By Terry Ostrander, Lakeshore Investment, Insurance & Tax Services
How did you do on your tax return this year? Was your refund or balance due about where you hoped it would be? Now is the time to take action so your return looks more like what you want come next spring!
With about half the year done, now is a good time to check if things are going as expected, or if action needs to be taken. Just give us a call at (920)794-5566 to schedule an appointment. One of our tax advisors can look things over to ensure there are no big surprises when you file.
The standard deduction keeps getting higher, which means that more people are not itemizing deductions on their returns. However, if you are paying state income tax, property tax, and have charitable contributions, you may be perfectly situated to “double-up” your deductions. This is a tax strategy that many of our members use to reduce the tax bite on an every-other-year basis. This may be a good option for you and can work whether you file as single or married filing jointly. It depends on how things fall in line.
One note of caution, some folks double-up just their property tax every other year. This may actually be costing you money due to the lack of a property tax credit on the Wisconsin return in the year that you don’t pay the tax. If you have questions, once again, give us a call and we can check for you.
Also remember that capital gains are not a bad thing. In fact, if you hold the investment longer than a year, the tax rate is less than if you had the same amount of income as wages or interest! The key here is to hold it for at least one year to get the favorable tax treatment. If you have short-term gains (less than one year), those dollars will be taxed at whatever your income tax bracket rate is.

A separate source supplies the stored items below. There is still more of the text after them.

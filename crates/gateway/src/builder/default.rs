use crate::body::OutboundBody;
use crate::builder::{OutboundRequestBuilder, target_uri};
use crate::error::ForwardError;
use crate::request::NormalizedRequest;
use http::{HeaderMap, Method, Uri};

/// Pass-through builder for every method without a dedicated builder.
///
/// Keeps the original method, propagates the query, copies the headers as they are and streams the original
/// body bytes without decoding them. A streamed body can only be forwarded once; building again fails with
/// [`BodyError::Consumed`](crate::BodyError::Consumed).
#[derive(Debug, Clone, Copy)]
pub struct DefaultRequestBuilder<'req> {
    request: &'req NormalizedRequest,
}

impl<'req> DefaultRequestBuilder<'req> {
    pub fn new(request: &'req NormalizedRequest) -> Self {
        Self { request }
    }
}

impl OutboundRequestBuilder for DefaultRequestBuilder<'_> {
    fn method(&self) -> Method {
        self.request.original_method().clone()
    }

    fn uri(&self) -> Result<Uri, ForwardError> {
        target_uri(self.request, true)
    }

    fn headers(&self) -> HeaderMap {
        self.request.headers().clone()
    }

    fn body(&self) -> Result<OutboundBody, ForwardError> {
        Ok(self.request.raw_body().take()?)
    }
}
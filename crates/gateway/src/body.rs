//! Byte bodies on both sides of the gateway.
//!
//! - [`RawBody`] holds the inbound bytes exactly as the client sent them. Pass-through builders take them
//!   from the request without touching the payload.
//! - [`OutboundBody`] is what the transport layer pulls from when sending upstream. It is either empty,
//!   a single materialized chunk, or a lazy stream that only reads from its source when polled.
//!
//! Dropping an [`OutboundBody`] before its end releases the wrapped stream, so a cancelled exchange never
//! keeps the inbound connection's body alive.

use crate::error::BodyError;
use bytes::Bytes;
use http_body::Body as HttpBody;
use http_body::{Frame, SizeHint};
use http_body_util::BodyExt;
use http_body_util::combinators::UnsyncBoxBody;
use pin_project_lite::pin_project;
use std::error::Error;
use std::fmt;
use std::pin::Pin;
use std::sync::{Arc, Mutex, MutexGuard, PoisonError};
use std::task::{Context, Poll, ready};
use tracing::{debug, trace};

type BoxBody = UnsyncBoxBody<Bytes, BodyError>;

/// The inbound body as received from the client.
///
/// A `full` body is restartable: every [`RawBody::take`] hands out the same bytes. A `stream` body can be
/// taken exactly once; later takes fail with [`BodyError::Consumed`].
#[derive(Clone)]
pub struct RawBody {
    inner: RawKind,
}

#[derive(Clone)]
enum RawKind {
    Empty,
    Full(Bytes),
    Stream(Arc<Mutex<Option<BoxBody>>>),
}

impl RawBody {
    pub fn empty() -> Self {
        Self { inner: RawKind::Empty }
    }

    pub fn full(bytes: impl Into<Bytes>) -> Self {
        let bytes = bytes.into();
        if bytes.is_empty() { Self::empty() } else { Self { inner: RawKind::Full(bytes) } }
    }

    pub fn stream<B>(body: B) -> Self
    where
        B: HttpBody<Data = Bytes> + Send + 'static,
        B::Error: Into<Box<dyn Error + Send + Sync>>,
    {
        let body = body
            .map_err(|e| {
                let cause: Box<dyn Error + Send + Sync> = e.into();
                BodyError::stream(cause)
            })
            .boxed_unsync();
        Self { inner: RawKind::Stream(Arc::new(Mutex::new(Some(body)))) }
    }

    /// Returns true if the body may still be taken.
    pub fn can_consume(&self) -> bool {
        match &self.inner {
            RawKind::Empty | RawKind::Full(_) => true,
            RawKind::Stream(cell) => lock(cell).is_some(),
        }
    }

    /// Hands out the original bytes as a lazy outbound body.
    pub fn take(&self) -> Result<OutboundBody, BodyError> {
        match &self.inner {
            RawKind::Empty => Ok(OutboundBody::empty()),
            RawKind::Full(bytes) => Ok(OutboundBody::once(bytes.clone())),
            RawKind::Stream(cell) => {
                let body = lock(cell).take().ok_or(BodyError::Consumed)?;
                Ok(OutboundBody::stream(PassthroughBody::new(body)))
            }
        }
    }
}

/// A poisoned slot is still consistent: it only ever goes from `Some` to `None`.
fn lock(cell: &Mutex<Option<BoxBody>>) -> MutexGuard<'_, Option<BoxBody>> {
    cell.lock().unwrap_or_else(PoisonError::into_inner)
}

impl Default for RawBody {
    fn default() -> Self {
        Self::empty()
    }
}

impl From<Bytes> for RawBody {
    fn from(bytes: Bytes) -> Self {
        Self::full(bytes)
    }
}

impl From<&'static str> for RawBody {
    fn from(value: &'static str) -> Self {
        Self::full(Bytes::from_static(value.as_bytes()))
    }
}

impl fmt::Debug for RawBody {
    fn fmt(&self, f: &mut fmt::Formatter<'_>) -> fmt::Result {
        match &self.inner {
            RawKind::Empty => f.write_str("RawBody::Empty"),
            RawKind::Full(bytes) => f.debug_tuple("RawBody::Full").field(&bytes.len()).finish(),
            RawKind::Stream(_) => f.write_str("RawBody::Stream"),
        }
    }
}

pub struct OutboundBody {
    inner: Kind,
}

enum Kind {
    Once(Option<Bytes>),
    Stream(BoxBody),
}

impl OutboundBody {
    pub fn empty() -> Self {
        Self { inner: Kind::Once(None) }
    }

    pub fn once(bytes: Bytes) -> Self {
        if bytes.is_empty() { Self::empty() } else { Self { inner: Kind::Once(Some(bytes)) } }
    }

    pub fn stream<B>(body: B) -> Self
    where
        B: HttpBody<Data = Bytes, Error = BodyError> + Send + 'static,
    {
        Self { inner: Kind::Stream(UnsyncBoxBody::new(body)) }
    }
}

impl From<Bytes> for OutboundBody {
    fn from(bytes: Bytes) -> Self {
        Self::once(bytes)
    }
}

impl From<()> for OutboundBody {
    fn from((): ()) -> Self {
        Self::empty()
    }
}

impl fmt::Debug for OutboundBody {
    fn fmt(&self, f: &mut fmt::Formatter<'_>) -> fmt::Result {
        match &self.inner {
            Kind::Once(None) => f.write_str("OutboundBody::Empty"),
            Kind::Once(Some(bytes)) => f.debug_tuple("OutboundBody::Once").field(&bytes.len()).finish(),
            Kind::Stream(_) => f.write_str("OutboundBody::Stream"),
        }
    }
}

impl HttpBody for OutboundBody {
    type Data = Bytes;
    type Error = BodyError;

    fn poll_frame(self: Pin<&mut Self>, cx: &mut Context<'_>) -> Poll<Option<Result<Frame<Self::Data>, Self::Error>>> {
        match &mut self.get_mut().inner {
            Kind::Once(option_bytes) => Poll::Ready(option_bytes.take().map(|bytes| Ok(Frame::data(bytes)))),
            Kind::Stream(box_body) => Pin::new(box_body).poll_frame(cx),
        }
    }

    fn is_end_stream(&self) -> bool {
        match &self.inner {
            Kind::Once(option_bytes) => option_bytes.is_none(),
            Kind::Stream(box_body) => box_body.is_end_stream(),
        }
    }

    fn size_hint(&self) -> SizeHint {
        match &self.inner {
            Kind::Once(None) => SizeHint::with_exact(0),
            Kind::Once(Some(bytes)) => SizeHint::with_exact(bytes.len() as u64),
            Kind::Stream(box_body) => box_body.size_hint(),
        }
    }
}

pin_project! {
    /// Forwards the inbound stream frame by frame and reports streams abandoned before their end.
    struct PassthroughBody<B> {
        #[pin]
        inner: B,
        forwarded: u64,
        finished: bool,
    }

    impl<B> PinnedDrop for PassthroughBody<B> {
        fn drop(this: Pin<&mut Self>) {
            let this = this.project();
            if !*this.finished {
                debug!(forwarded = *this.forwarded, "passthrough body dropped before end of stream");
            }
        }
    }
}

impl<B> PassthroughBody<B> {
    fn new(inner: B) -> Self {
        Self { inner, forwarded: 0, finished: false }
    }
}

impl<B> HttpBody for PassthroughBody<B>
where
    B: HttpBody<Data = Bytes, Error = BodyError>,
{
    type Data = Bytes;
    type Error = BodyError;

    fn poll_frame(self: Pin<&mut Self>, cx: &mut Context<'_>) -> Poll<Option<Result<Frame<Self::Data>, Self::Error>>> {
        let this = self.project();
        match ready!(this.inner.poll_frame(cx)) {
            Some(Ok(frame)) => {
                if let Some(data) = frame.data_ref() {
                    *this.forwarded += data.len() as u64;
                }
                Poll::Ready(Some(Ok(frame)))
            }
            Some(Err(e)) => {
                *this.finished = true;
                Poll::Ready(Some(Err(e)))
            }
            None => {
                *this.finished = true;
                trace!(forwarded = *this.forwarded, "passthrough body finished");
                Poll::Ready(None)
            }
        }
    }

    fn is_end_stream(&self) -> bool {
        self.inner.is_end_stream()
    }

    fn size_hint(&self) -> SizeHint {
        self.inner.size_hint()
    }
}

One last tip for those retiring and starting social security payments: remember that some, none, or all of those payments may be taxable, depending on your situation, and that most times there is no tax withheld from your social security checks unless you specifically ask for it. Tax planning is as important at this time as well as planning for your retirement day. Don’t let the fact that you retired and have started drawing social security give you a big surprise when you file this year. We can calculate approximate refunds and liabilities so that your first year retired is not an expensive tax year for you.